Abstract

ABSTRACT This article proposes using the sibling relationship as an historical lens into nineteenth-century Ireland. Often taken for granted in historiography, brothers and sisters influenced family financial decisions and provided emotional support to each other in childhood, adulthood, and into old age. They were members of each other’s social networks and could be a cause of worry, conflict, and tension within the home. As the longest-lasting relationship an individual experiences, siblings provide a unique vantage point for the historian to explore the role of family in society across the life cycle. Their presence, or lack thereof, is vital to a sibling’s identity. Whilst individuals shape their own identity in relation to their family and peers, people have their own ambitions, successes, and failures. Tracing these interactions allow the historian to similarly trace wider social and cultural change.
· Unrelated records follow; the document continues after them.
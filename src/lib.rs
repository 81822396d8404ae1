//! Client for S3-compatible object storage.
//!
//! Typed operations are turned into Signature V4 signed HTTP requests and
//! the XML responses are decoded back into typed results.
//!
//! # Features
//!
//! - **Objects and buckets**: CRUD, ranged reads and writes, ACLs,
//!   versioning, lifecycle and CORS
//! - **Resilience**: retries with exponential backoff, endpoint failover and
//!   per-call deadlines
//! - **Streaming**: file-backed and streamed bodies, length-checked downloads
//! - **Multipart uploads**: concurrent part uploads with ordered completion
//! - **Batch delete**: exactly one outcome per submitted key
//!
//! # Quick Start
//!
//! ```rust,no_run
//! use s3_compat::{PutObjectRequest, S3Client};
//!
//! #[tokio::main]
//! async fn main() -> Result<(), s3_compat::S3Error> {
//!     let client = s3_compat::create_client_from_env()?;
//!
//!     let response = client
//!         .objects()
//!         .put(PutObjectRequest::new("my-bucket", "hello.txt", "Hello!"))
//!         .await?;
//!
//!     println!("Uploaded with ETag: {:?}", response.e_tag);
//!     Ok(())
//! }
//! ```

#![warn(missing_docs)]
#![warn(rustdoc::missing_crate_level_docs)]
#![deny(unsafe_code)]

pub mod batch;
pub mod client;
pub mod codec;
pub mod config;
pub mod credentials;
pub mod error;
pub mod executor;
pub mod mocks;
pub mod multipart;
pub mod resilience;
pub mod services;
pub mod signing;
pub mod transport;
pub mod types;

// Re-export main types at crate root
pub use batch::{BatchResult, BatchResultReconciler, DeleteFailure, DeleteOutcome, DeleteSuccess};
pub use client::{S3Client, S3ClientBuilder, S3ClientImpl, UploadOutcome};
pub use config::{AddressingStyle, S3Config};
pub use credentials::AwsCredentials;
pub use error::{
    ConfigurationError, NetworkError, PreconditionError, ResponseError, S3Error, ServiceError,
    SigningError, TransferError,
};
pub use executor::{Attempt, AttemptOutcome, RequestExecutor, S3Request};
pub use multipart::{MultipartSession, MultipartUploadCoordinator, SessionState, UploadSource};
pub use resilience::{RetryConfig, RetryPolicy};
pub use services::{BucketsService, ObjectsService, PresignService};
pub use signing::{Signer, SignerV4};
pub use transport::{HttpRequest, HttpResponse, HttpTransport, RequestBody, ReqwestTransport};
pub use types::*;

/// Create a client from environment variables.
///
/// Reads:
/// - `AWS_REGION` / `AWS_DEFAULT_REGION` for the region
/// - `AWS_ACCESS_KEY_ID`, `AWS_SECRET_ACCESS_KEY` and `AWS_SESSION_TOKEN`
/// - `S3_ENDPOINTS` (comma separated) or `AWS_ENDPOINT_URL_S3`
///
/// # Example
///
/// ```rust,no_run
/// let client = s3_compat::create_client_from_env()?;
/// # Ok::<(), s3_compat::S3Error>(())
/// ```
pub fn create_client_from_env() -> Result<S3ClientImpl> {
    S3ClientBuilder::new().from_env().build()
}

/// Create a client with explicit configuration.
///
/// # Example
///
/// ```rust,no_run
/// use s3_compat::{AwsCredentials, S3Config};
///
/// let config = S3Config::builder()
///     .endpoint("http://localhost:9000")
///     .credentials(AwsCredentials::new("AKID", "SECRET"))
///     .build()?;
///
/// let client = s3_compat::create_client(config)?;
/// # Ok::<(), s3_compat::S3Error>(())
/// ```
pub fn create_client(config: S3Config) -> Result<S3ClientImpl> {
    S3ClientBuilder::new().config(config).build()
}

/// Result type alias for client operations.
pub type Result<T> = std::result::Result<T, S3Error>;

#[cfg(test)]
mod tests {
    use super::*;

    #[test]
    fn test_crate_exports() {
        let _ = std::any::type_name::<S3Error>();
        let _ = std::any::type_name::<S3Config>();
        let _ = std::any::type_name::<AwsCredentials>();
        let _ = std::any::type_name::<PutObjectRequest>();
        let _ = std::any::type_name::<MultipartUploadCoordinator>();
        let _ = std::any::type_name::<BatchResult>();
    }

    #[test]
    fn test_create_client_with_config() {
        let config = S3Config::builder()
            .endpoint("http://localhost:9000")
            .credentials(AwsCredentials::new("AKID", "SECRET"))
            .build()
            .unwrap();
        let client: Result<S3ClientImpl> = create_client(config);
        assert!(client.is_ok());
    }
}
This article uses two sets of siblings to explore how brothers and sisters consciously kept family connection, utilised it in times of crisis, and benefited from sibling support networks. Separated through migration, the migrant letters exchanged between the Sinclair family in County Tyrone and Philadelphia shed light on the emotional toll of migration and provide insight into everyday life in rural Ireland. Making use of genealogical methodologies and digitised collections, this article reveals how family stories can be pieced together using fragmentary sources across a diverse range of archives. A horizontal approach elucidates wider societal changes over generations of the family. This article uses the sibling relationship to unravel complex family networks and explore nineteenth-century Irish society through the family lens.